Trois exemples de thèmes traités dans de (gros) articles de ce recueil.
- "Du sacrifice des animaux, ou comment l'absurde et le cruel se sont parés des plumes de l'intelligible". Le point de départ est une réflexion sur un argument parfois opposé au végétarisme : l'affirmation du caractère symbolique et fondateur du sacrifice et du meurtre rituel. Là dessus, F. Armengaud se livre à une enquête sur le sacrifice dans différentes civilisations, sur les interprétations qu'en ont donné les anthropologues, propose elle-même une partition en deux types de sacrifices où les victimes ont des statuts différents (et le sacrifice une signification symbolique différente), et conclut qu'elle n'est pas convaincue que le sacrifice soit l'explication ultime de la violence envers les animaux.

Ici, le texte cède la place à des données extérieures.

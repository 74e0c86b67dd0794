//! Sparse normal-equations core.
//!
//! This module provides the pieces needed to solve `AᵀA·x = Aᵀb` for a
//! block-sparse Jacobian `A`:
//! - [`InnerProductBuilder`]: computes the pattern of `AᵀA` once and refreshes its values
//! - [`SparseCholesky`]: backend-agnostic sparse Cholesky factorization
//!   ([`FaerCholesky`], [`SprsLdlCholesky`], [`NalgebraCholesky`])
//! - [`RefinedSparseCholesky`]: iterative refinement on top of any backend
//! - [`SparseNormalCholeskySolver`]: assembles, damps, factorizes and solves

use std::fmt;

use serde::{Deserialize, Serialize};
use thiserror::Error;

pub mod faer_cholesky;
pub mod inner_product;
pub mod iterative_refiner;
pub mod nalgebra_cholesky;
pub mod normal_cholesky;
pub mod refined_cholesky;
pub mod sparse_cholesky;
pub mod sprs_cholesky;
mod symmetric_expansion;
pub mod workspace;

#[cfg(test)]
mod integration_tests;

pub use faer_cholesky::FaerCholesky;
pub use inner_product::InnerProductBuilder;
pub use iterative_refiner::{IterativeRefiner, SparseIterativeRefiner};
pub use nalgebra_cholesky::NalgebraCholesky;
pub use normal_cholesky::{ExecutionSummary, PerSolveOptions, SparseNormalCholeskySolver};
pub use refined_cholesky::RefinedSparseCholesky;
pub use sparse_cholesky::{SparseCholesky, create_sparse_cholesky};
pub use sprs_cholesky::SprsLdlCholesky;
pub use workspace::AlignedWorkspace;

/// Errors raised while building or validating matrices.
#[derive(Debug, Clone, PartialEq, Eq, Error)]
pub enum LinAlgError {
    #[error("Invalid input: {0}")]
    InvalidInput(String),

    #[error("Dimension mismatch: expected {expected}, got {actual}")]
    DimensionMismatch { expected: usize, actual: usize },

    #[error("Invalid structure: {0}")]
    InvalidStructure(String),
}

pub type LinAlgResult<T> = Result<T, LinAlgError>;

/// Outcome class of a linear solve.
#[derive(Debug, Clone, Copy, PartialEq, Eq, Hash, Serialize, Deserialize)]
pub enum LinearSolverTerminationType {
    /// The solve completed
    Success,
    /// Numerical failure, e.g. the matrix is not positive definite. The
    /// caller may retry with a modified matrix (more damping).
    Failure,
    /// Structural or configuration error. Retrying with the same inputs
    /// will fail again.
    FatalError,
}

impl fmt::Display for LinearSolverTerminationType {
    fn fmt(&self, f: &mut fmt::Formatter<'_>) -> fmt::Result {
        match self {
            LinearSolverTerminationType::Success => write!(f, "SUCCESS"),
            LinearSolverTerminationType::Failure => write!(f, "FAILURE"),
            LinearSolverTerminationType::FatalError => write!(f, "FATAL_ERROR"),
        }
    }
}

/// Error returned by factorization backends.
#[derive(Debug, Clone, PartialEq, Eq, Error)]
pub enum LinearSolverError {
    /// Recoverable numerical failure
    #[error("{0}")]
    Failure(String),

    /// Non-recoverable error
    #[error("{0}")]
    Fatal(String),
}

impl LinearSolverError {
    pub fn termination_type(&self) -> LinearSolverTerminationType {
        match self {
            LinearSolverError::Failure(_) => LinearSolverTerminationType::Failure,
            LinearSolverError::Fatal(_) => LinearSolverTerminationType::FatalError,
        }
    }

    pub fn message(&self) -> &str {
        match self {
            LinearSolverError::Failure(msg) | LinearSolverError::Fatal(msg) => msg,
        }
    }
}

pub type LinearSolverResult<T> = Result<T, LinearSolverError>;

/// Result of a complete linear solve.
#[derive(Debug, Clone, PartialEq, Eq)]
pub struct LinearSolverSummary {
    pub termination_type: LinearSolverTerminationType,
    pub message: String,
    pub num_iterations: usize,
}

impl LinearSolverSummary {
    pub fn success(message: impl Into<String>) -> Self {
        Self {
            termination_type: LinearSolverTerminationType::Success,
            message: message.into(),
            num_iterations: 1,
        }
    }

    pub fn from_error(error: &LinearSolverError) -> Self {
        Self {
            termination_type: error.termination_type(),
            message: error.message().to_string(),
            num_iterations: 1,
        }
    }

    pub fn fatal(message: impl Into<String>) -> Self {
        Self {
            termination_type: LinearSolverTerminationType::FatalError,
            message: message.into(),
            num_iterations: 1,
        }
    }

    pub fn is_success(&self) -> bool {
        self.termination_type == LinearSolverTerminationType::Success
    }
}

/// Fill-reducing ordering used by the symbolic factorization.
#[derive(Debug, Clone, Copy, PartialEq, Eq, Hash, Default, Serialize, Deserialize)]
pub enum OrderingType {
    /// No reordering
    Natural,
    /// Approximate minimum degree
    #[default]
    Amd,
    /// Nested dissection
    NestedDissection,
    /// Reverse Cuthill-McKee bandwidth reduction
    ReverseCuthillMcKee,
}

/// Sparse Cholesky backends available at runtime.
#[derive(Debug, Clone, Copy, PartialEq, Eq, Hash, Default, Serialize, Deserialize)]
pub enum SparseLinearAlgebraLibraryType {
    /// Supernodal/simplicial LLᵀ from `faer`
    #[default]
    Faer,
    /// Simplicial LDLᵀ from `sprs-ldl`
    SprsLdl,
    /// Up-looking LLᵀ from `nalgebra-sparse`
    NalgebraSparse,
}

impl SparseLinearAlgebraLibraryType {
    pub fn is_ordering_available(self, ordering_type: OrderingType) -> bool {
        match self {
            SparseLinearAlgebraLibraryType::Faer => {
                matches!(ordering_type, OrderingType::Natural | OrderingType::Amd)
            }
            SparseLinearAlgebraLibraryType::SprsLdl => matches!(
                ordering_type,
                OrderingType::Natural | OrderingType::ReverseCuthillMcKee
            ),
            SparseLinearAlgebraLibraryType::NalgebraSparse => ordering_type == OrderingType::Natural,
        }
    }

    pub fn is_nested_dissection_available(self) -> bool {
        self.is_ordering_available(OrderingType::NestedDissection)
    }

    /// Whether the backend can factorize in single precision.
    pub fn supports_mixed_precision(self) -> bool {
        !matches!(self, SparseLinearAlgebraLibraryType::SprsLdl)
    }
}

impl fmt::Display for SparseLinearAlgebraLibraryType {
    fn fmt(&self, f: &mut fmt::Formatter<'_>) -> fmt::Result {
        match self {
            SparseLinearAlgebraLibraryType::Faer => write!(f, "faer"),
            SparseLinearAlgebraLibraryType::SprsLdl => write!(f, "sprs-ldl"),
            SparseLinearAlgebraLibraryType::NalgebraSparse => write!(f, "nalgebra-sparse"),
        }
    }
}

/// Configuration of the sparse normal-equations solver.
#[derive(Debug, Clone, PartialEq, Serialize, Deserialize)]
pub struct LinearSolverOptions {
    pub sparse_linear_algebra_library_type: SparseLinearAlgebraLibraryType,
    pub ordering_type: OrderingType,
    /// Factorize in single precision and solve in double
    pub use_mixed_precision_solves: bool,
    /// Number of iterative refinement steps after each solve, 0 disables refinement
    pub max_num_refinement_iterations: usize,
}

impl Default for LinearSolverOptions {
    fn default() -> Self {
        Self {
            sparse_linear_algebra_library_type: SparseLinearAlgebraLibraryType::Faer,
            ordering_type: OrderingType::Amd,
            use_mixed_precision_solves: false,
            max_num_refinement_iterations: 0,
        }
    }
}

impl LinearSolverOptions {
    pub fn new() -> Self {
        Self::default()
    }

    pub fn with_library(mut self, library: SparseLinearAlgebraLibraryType) -> Self {
        self.sparse_linear_algebra_library_type = library;
        self
    }

    pub fn with_ordering(mut self, ordering_type: OrderingType) -> Self {
        self.ordering_type = ordering_type;
        self
    }

    pub fn with_mixed_precision(mut self, use_mixed_precision_solves: bool) -> Self {
        self.use_mixed_precision_solves = use_mixed_precision_solves;
        self
    }

    pub fn with_refinement_iterations(mut self, max_num_refinement_iterations: usize) -> Self {
        self.max_num_refinement_iterations = max_num_refinement_iterations;
        self
    }
}

/// Working precision of a factorization backend.
///
/// Backends store their factors in `Self`; the public interface always
/// exchanges `f64` slices, and the conversions below hide the difference.
pub trait CholeskyScalar: Copy + Send + Sync + fmt::Debug + 'static {
    /// Human readable precision name used in logs.
    const PRECISION: &'static str;

    fn from_double(value: f64) -> Self;

    fn to_double(self) -> f64;

    /// Returns `source` in working precision, using `scratch` when a cast is needed.
    fn cast_from_f64<'a>(source: &'a [f64], scratch: &'a mut Vec<Self>) -> &'a [Self];

    /// Copies `rhs` into working precision, runs `solve` on it in place and
    /// writes the result into `solution`.
    fn solve_with_working_copy<R>(
        rhs: &[f64],
        solution: &mut [f64],
        scratch: &mut Vec<Self>,
        solve: impl FnOnce(&mut [Self]) -> R,
    ) -> R;
}

impl CholeskyScalar for f64 {
    const PRECISION: &'static str = "double";

    fn from_double(value: f64) -> Self {
        value
    }

    fn to_double(self) -> f64 {
        self
    }

    fn cast_from_f64<'a>(source: &'a [f64], _scratch: &'a mut Vec<Self>) -> &'a [Self] {
        source
    }

    fn solve_with_working_copy<R>(
        rhs: &[f64],
        solution: &mut [f64],
        _scratch: &mut Vec<Self>,
        solve: impl FnOnce(&mut [Self]) -> R,
    ) -> R {
        solution.copy_from_slice(rhs);
        solve(solution)
    }
}

impl CholeskyScalar for f32 {
    const PRECISION: &'static str = "single";

    fn from_double(value: f64) -> Self {
        value as f32
    }

    fn to_double(self) -> f64 {
        self as f64
    }

    fn cast_from_f64<'a>(source: &'a [f64], scratch: &'a mut Vec<Self>) -> &'a [Self] {
        scratch.clear();
        scratch.extend(source.iter().map(|&v| v as f32));
        scratch
    }

    fn solve_with_working_copy<R>(
        rhs: &[f64],
        solution: &mut [f64],
        scratch: &mut Vec<Self>,
        solve: impl FnOnce(&mut [Self]) -> R,
    ) -> R {
        scratch.clear();
        scratch.extend(rhs.iter().map(|&v| v as f32));
        let result = solve(scratch);
        for (out, &v) in solution.iter_mut().zip(scratch.iter()) {
            *out = v as f64;
        }
        result
    }
}

#[cfg(test)]
mod tests {
    use super::*;

    #[test]
    fn test_linear_solver_options_default() {
        let options = LinearSolverOptions::default();
        assert_eq!(
            options.sparse_linear_algebra_library_type,
            SparseLinearAlgebraLibraryType::Faer
        );
        assert_eq!(options.ordering_type, OrderingType::Amd);
        assert!(!options.use_mixed_precision_solves);
        assert_eq!(options.max_num_refinement_iterations, 0);
    }

    #[test]
    fn test_linear_solver_options_builders() {
        let options = LinearSolverOptions::new()
            .with_library(SparseLinearAlgebraLibraryType::NalgebraSparse)
            .with_ordering(OrderingType::Natural)
            .with_mixed_precision(true)
            .with_refinement_iterations(3);
        assert_eq!(
            options.sparse_linear_algebra_library_type,
            SparseLinearAlgebraLibraryType::NalgebraSparse
        );
        assert_eq!(options.ordering_type, OrderingType::Natural);
        assert!(options.use_mixed_precision_solves);
        assert_eq!(options.max_num_refinement_iterations, 3);
    }

    #[test]
    fn test_library_capabilities() {
        use SparseLinearAlgebraLibraryType::*;
        assert!(Faer.is_ordering_available(OrderingType::Amd));
        assert!(Faer.is_ordering_available(OrderingType::Natural));
        assert!(!SprsLdl.is_ordering_available(OrderingType::Amd));
        assert!(SprsLdl.is_ordering_available(OrderingType::ReverseCuthillMcKee));
        assert!(!Faer.is_ordering_available(OrderingType::ReverseCuthillMcKee));
        assert!(!NalgebraSparse.is_ordering_available(OrderingType::ReverseCuthillMcKee));
        assert!(NalgebraSparse.is_ordering_available(OrderingType::Natural));
        for library in [Faer, SprsLdl, NalgebraSparse] {
            assert!(!library.is_nested_dissection_available());
        }
        assert!(Faer.supports_mixed_precision());
        assert!(!SprsLdl.supports_mixed_precision());
    }

    #[test]
    fn test_error_termination_types() {
        let failure = LinearSolverError::Failure("not SPD".into());
        assert_eq!(failure.termination_type(), LinearSolverTerminationType::Failure);
        assert_eq!(failure.message(), "not SPD");

        let summary = LinearSolverSummary::from_error(&LinearSolverError::Fatal("bad".into()));
        assert_eq!(summary.termination_type, LinearSolverTerminationType::FatalError);
        assert_eq!(summary.message, "bad");
        assert_eq!(summary.num_iterations, 1);
        assert!(!summary.is_success());
    }

    #[test]
    fn test_scalar_casts() {
        let source = [1.5, -2.25];
        let mut scratch64 = Vec::new();
        let cast64 = f64::cast_from_f64(&source, &mut scratch64);
        assert!(std::ptr::eq(cast64.as_ptr(), source.as_ptr()));

        let mut scratch32 = Vec::new();
        let cast32 = f32::cast_from_f64(&source, &mut scratch32);
        assert_eq!(cast32, &[1.5f32, -2.25f32]);

        let mut solution = [0.0; 2];
        f32::solve_with_working_copy(&source, &mut solution, &mut scratch32, |x| {
            for v in x.iter_mut() {
                *v *= 2.0;
            }
        });
        assert_eq!(solution, [3.0, -4.5]);
    }

    #[test]
    fn test_termination_type_display() {
        assert_eq!(LinearSolverTerminationType::FatalError.to_string(), "FATAL_ERROR");
        assert_eq!(SparseLinearAlgebraLibraryType::SprsLdl.to_string(), "sprs-ldl");
    }
}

Rien ne prouve qu'il soit "fondateur" au sens de nécessaire.
- "Sur quelques sophismes touchant les droits des animaux". Contient un parcours des divers sophismes conduisant à mépriser les animaux, mais aussi deux passages faisant un point bien documenté sur l'abattage rituel et la corrida.
- "Anthropomorphisme, vraie question ou faux débat ?" Essai dont l'objet est ainsi défini par l'auteur : "Je voudrais montrer que telle qu'elle est utilisée aujourd'hui dans la plupart des textes et des conversations ou débats, l'accusation d'anthropomorphisme vise essentiellement à porter le discrédit intellectuel sur certaines propositions (et sur les personnes les soutenant) non conforme à l'idéal scientifique en vogue, et allant à l'encontre de la pratique normale de la science et de la pratique normale des affaires. ... Et qui utilise aujourd'hui ce terme ? Dans quels discours le trouve-t-on ? Là où il y a des résistances à la prise en compte du bien-être animal, dans les revues professionnelles et chez certains zootechniciens."
Il y a aussi pas mal d'articles (toujours sur la question des animaux) portant sur des oeuvres philosophiques, littéraires, picturales ou cinématographiques. Faute de culture en la matière, je ne suis pas la lectrice idéale pour les apprécier. Mais certains sont très instructifs comme ce texte consacré au cochon dans l'Europe médiévale où l'on apprend des choses sur les chrétiens par rapport aux juifs et une origine possible de l'invention par les chrétiens du mythe des juifs dévoreurs de petits enfants (chrétiens).